In my not an attorney experience the problem is that You do NOT have legal standing to sell the property.... it’s still in your dad and your mom’s name, correct? And to make it more complicated, your dad died before mom and it never got titled to just her name after his death, right? Probate has not been opened for either of them, right? And neither has any sort of small estates affidavit or muniment of title action been filed at the courthouse? If all this is right, then there’s nobody who has legal standing to represent or sell assets of their estates.

Any traditional property sale will involve the buyer getting a mortgage; and that means that the mortgage lender will require title insurance. To get title insurance a title co is hired to do a deep dive on the chain of all documents filed on the house to ferret out any issues in ownership, liens on property or workman’s claims as well as establishing that any old mortgages or HELOCs are cancelled or “struck”. There will be “clouds on the title” if there’s anything amiss and it can kill a sale or delay it.

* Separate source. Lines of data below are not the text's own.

//! Logical device: queue creation, the memory sub-allocator, the
//! descriptor-pool allocator, and the renderpass/framebuffer interning
//! caches. Grounded on `wgpu-hal::vulkan::{DeviceShared, Device}`.
//!
//! The render-pass/framebuffer caches are genuinely shared Vulkan-level
//! state (spec.md §4.9: "interns `vk::RenderPass`/`VkFramebuffer`
//! objects keyed by a hashable fingerprint of the attachment
//! description") so, like the teacher, we guard them with
//! `parking_lot::Mutex` rather than the `Rc<RefCell<_>>` used
//! everywhere else above the hal boundary.

use std::ffi::CStr;

use ash::vk;
use gpu_descriptor::{DescriptorSet, DescriptorSetLayoutCreateFlags, DescriptorTotalCount};
use gpu_descriptor_ash::AshDescriptorDevice;
use parking_lot::Mutex;
use rustc_hash::FxHashMap;

use crate::adapter::{Adapter, QueueFamilies};
use crate::{HalError, HalResult};

/// Fingerprint of a render pass's attachment set, used to intern
/// `vk::RenderPass` objects (spec.md §4.9).
#[derive(Debug, Clone, PartialEq, Eq, Hash)]
pub struct RenderPassKey {
    pub colors: Vec<(vk::Format, vk::AttachmentLoadOp, vk::AttachmentStoreOp)>,
    pub depth_stencil: Option<(vk::Format, vk::AttachmentLoadOp, vk::AttachmentStoreOp)>,
    pub sample_count: u32,
}

/// Fingerprint of a framebuffer's image view set, keyed alongside the
/// render pass it was built for.
#[derive(Debug, Clone, PartialEq, Eq, Hash)]
pub struct FramebufferKey {
    pub render_pass: vk::RenderPass,
    pub attachments: Vec<vk::ImageView>,
    pub extent: (u32, u32),
}

pub struct Device {
    pub(crate) raw: ash::Device,
    pub(crate) physical_device: vk::PhysicalDevice,
    pub(crate) queue_families: QueueFamilies,
    pub(crate) raw_queue: vk::Queue,
    pub(crate) mem_allocator: Mutex<gpu_alloc::GpuAllocator<vk::DeviceMemory>>,
    pub(crate) desc_allocator:
        Mutex<gpu_descriptor::DescriptorAllocator<vk::DescriptorPool, vk::DescriptorSet>>,
    render_passes: Mutex<FxHashMap<RenderPassKey, vk::RenderPass>>,
    framebuffers: Mutex<FxHashMap<FramebufferKey, vk::Framebuffer>>,
    supports_timeline_semaphore: bool,
}

impl Device {
    pub(crate) fn new(
        instance: &ash::Instance,
        _entry: &ash::Entry,
        adapter: &Adapter,
    ) -> HalResult<Self> {
        let family_index = adapter
            .queue_families
            .graphics
            .ok_or_else(|| HalError::Allocation("adapter has no graphics queue family".into()))?;

        let queue_priorities = [1.0f32];
        let queue_create_infos = [vk::DeviceQueueCreateInfo::default()
            .queue_family_index(family_index)
            .queue_priorities(&queue_priorities)];

        let mut extensions: Vec<&CStr> = vec![ash::khr::swapchain::NAME];
        let available_extensions =
            unsafe { instance.enumerate_device_extension_properties(adapter.raw) }
                .map_err(HalError::from)?;
        let has_extension = |name: &CStr| {
            available_extensions.iter().any(|e| {
                let ext_name = unsafe { CStr::from_ptr(e.extension_name.as_ptr()) };
                ext_name == name
            })
        };
        let supports_timeline_semaphore = adapter.properties.api_version >= vk::API_VERSION_1_2
            || has_extension(ash::khr::timeline_semaphore::NAME);
        if adapter.properties.api_version < vk::API_VERSION_1_2 && supports_timeline_semaphore {
            extensions.push(ash::khr::timeline_semaphore::NAME);
        }
        let extension_ptrs: Vec<_> = extensions.iter().map(|e| e.as_ptr()).collect();

        let mut features12 =
            vk::PhysicalDeviceVulkan12Features::default().timeline_semaphore(supports_timeline_semaphore);
        let features = vk::PhysicalDeviceFeatures::default();
        let mut create_info = vk::DeviceCreateInfo::default()
            .queue_create_infos(&queue_create_infos)
            .enabled_extension_names(&extension_ptrs)
            .enabled_features(&features);
        if adapter.properties.api_version >= vk::API_VERSION_1_2 {
            create_info = create_info.push_next(&mut features12);
        }

        let raw = unsafe { instance.create_device(adapter.raw, &create_info, None) }
            .map_err(HalError::from)?;
        let raw_queue = unsafe { raw.get_device_queue(family_index, 0) };

        let mem_properties = adapter.memory_properties;
        let mem_props_for_alloc = unsafe {
            gpu_alloc_ash::device_properties(instance, adapter.properties.api_version, adapter.raw)
        }
        .map_err(|e| HalError::Allocation(format!("{e:?}")))?;
        let mem_allocator = gpu_alloc::GpuAllocator::new(
            gpu_alloc::Config::i_am_prototyping(),
            mem_props_for_alloc,
        );
        let _ = mem_properties;

        let desc_allocator = gpu_descriptor::DescriptorAllocator::new(
            adapter.properties.limits.max_bound_descriptor_sets,
        );

        Ok(Self {
            raw,
            physical_device: adapter.raw,
            queue_families: adapter.queue_families,
            raw_queue,
            mem_allocator: Mutex::new(mem_allocator),
            desc_allocator: Mutex::new(desc_allocator),
            render_passes: Mutex::new(FxHashMap::default()),
            framebuffers: Mutex::new(FxHashMap::default()),
            supports_timeline_semaphore,
        })
    }

    pub fn raw(&self) -> &ash::Device {
        &self.raw
    }

    pub fn physical_device(&self) -> vk::PhysicalDevice {
        self.physical_device
    }

    pub fn queue_families(&self) -> QueueFamilies {
        self.queue_families
    }

    pub fn raw_queue(&self) -> vk::Queue {
        self.raw_queue
    }

    pub fn supports_timeline_semaphore(&self) -> bool {
        self.supports_timeline_semaphore
    }

    /// Returns the cached `vk::RenderPass` for this key, creating it
    /// the first time it's requested (spec.md §4.9).
    pub fn render_pass_for(
        &self,
        key: RenderPassKey,
        create: impl FnOnce() -> HalResult<vk::RenderPass>,
    ) -> HalResult<vk::RenderPass> {
        let mut cache = self.render_passes.lock();
        if let Some(pass) = cache.get(&key) {
            return Ok(*pass);
        }
        let pass = create()?;
        cache.insert(key, pass);
        Ok(pass)
    }

    /// Returns the cached `vk::Framebuffer` for this key, creating it
    /// the first time it's requested.
    pub fn framebuffer_for(
        &self,
        key: FramebufferKey,
        create: impl FnOnce() -> HalResult<vk::Framebuffer>,
    ) -> HalResult<vk::Framebuffer> {
        let mut cache = self.framebuffers.lock();
        if let Some(fb) = cache.get(&key) {
            return Ok(*fb);
        }
        let fb = create()?;
        cache.insert(key, fb);
        Ok(fb)
    }

    /// Allocates a single descriptor set of `layout`, drawing from the
    /// pool cache `gpu_descriptor::DescriptorAllocator` maintains
    /// internally (spec.md §4.6's bind-group descriptor-set cache sits
    /// one layer above this and decides whether to call it at all).
    pub fn alloc_descriptor_set(
        &self,
        layout: vk::DescriptorSetLayout,
        counts: &DescriptorTotalCount,
    ) -> HalResult<DescriptorSet<vk::DescriptorSet>> {
        let ash_device = AshDescriptorDevice::wrap(&self.raw);
        let mut sets = unsafe {
            self.desc_allocator.lock().allocate(
                ash_device,
                &layout,
                DescriptorSetLayoutCreateFlags::empty(),
                counts,
                1,
            )
        }
        .map_err(|e| HalError::Allocation(format!("{e:?}")))?;
        Ok(sets.pop().expect("allocate(count=1) returns exactly one set"))
    }

    pub fn free_descriptor_set(&self, set: DescriptorSet<vk::DescriptorSet>) {
        let ash_device = AshDescriptorDevice::wrap(&self.raw);
        unsafe { self.desc_allocator.lock().free(ash_device, Some(set)) };
    }

    /// Drops every interned render pass and framebuffer. Called when a
    /// swapchain is reconfigured, since framebuffers hold onto
    /// swapchain-image views that are about to be destroyed.
    pub fn clear_framebuffer_cache(&self) {
        let mut framebuffers = self.framebuffers.lock();
        for (_, fb) in framebuffers.drain() {
            unsafe { self.raw.destroy_framebuffer(fb, None) };
        }
    }
}

impl Drop for Device {
    fn drop(&mut self) {
        unsafe {
            for (_, pass) in self.render_passes.get_mut().drain() {
                self.raw.destroy_render_pass(pass, None);
            }
            for (_, fb) in self.framebuffers.get_mut().drain() {
                self.raw.destroy_framebuffer(fb, None);
            }
            let _ = self.raw.device_wait_idle();
            self.raw.destroy_device(None);
        }
    }
}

If you sign off on the listing agreement with a Realtor, imo you absolutely have to write in the agreement that there’s the potential for Medicaid claim/lien & probate actions needed for sale to be done (due to your not having legal standing to sign off on any paperwork as your not an owner and not yet an executor). I think you’ll find it will be extremely hard to sell the house as the situation is now. My be one of those “ugly property” outfits would buy it but I’d bet they would pay under the land value by 25% and put all paperwork costs onto the “seller”. If payment is via a check in your parents names (as it’s still in both their names), you can’t deposit it until you get a bank account opened as “estate of” and with a new Fed ID # issued to it.

I mention all this as it sounds like you’re overwhelmed. Theres a lot of potential pitfalls in doing anything unless you are willing to legally file to take charge of this hot mess of a monkey and become administrator or Executor for their estates and front the $ to do this and do it for however long it takes in probate. And it’s not a cute little Capucin monkey living in a modern beach condo in Gulf Shores, AL but an old matted Orangutan in an even older house with years of delayed maintenance that’s your monkey. If you can’t do it, and your siblings can’t do it, then mail the keys via certified mail with the RRR card to the state and walk away.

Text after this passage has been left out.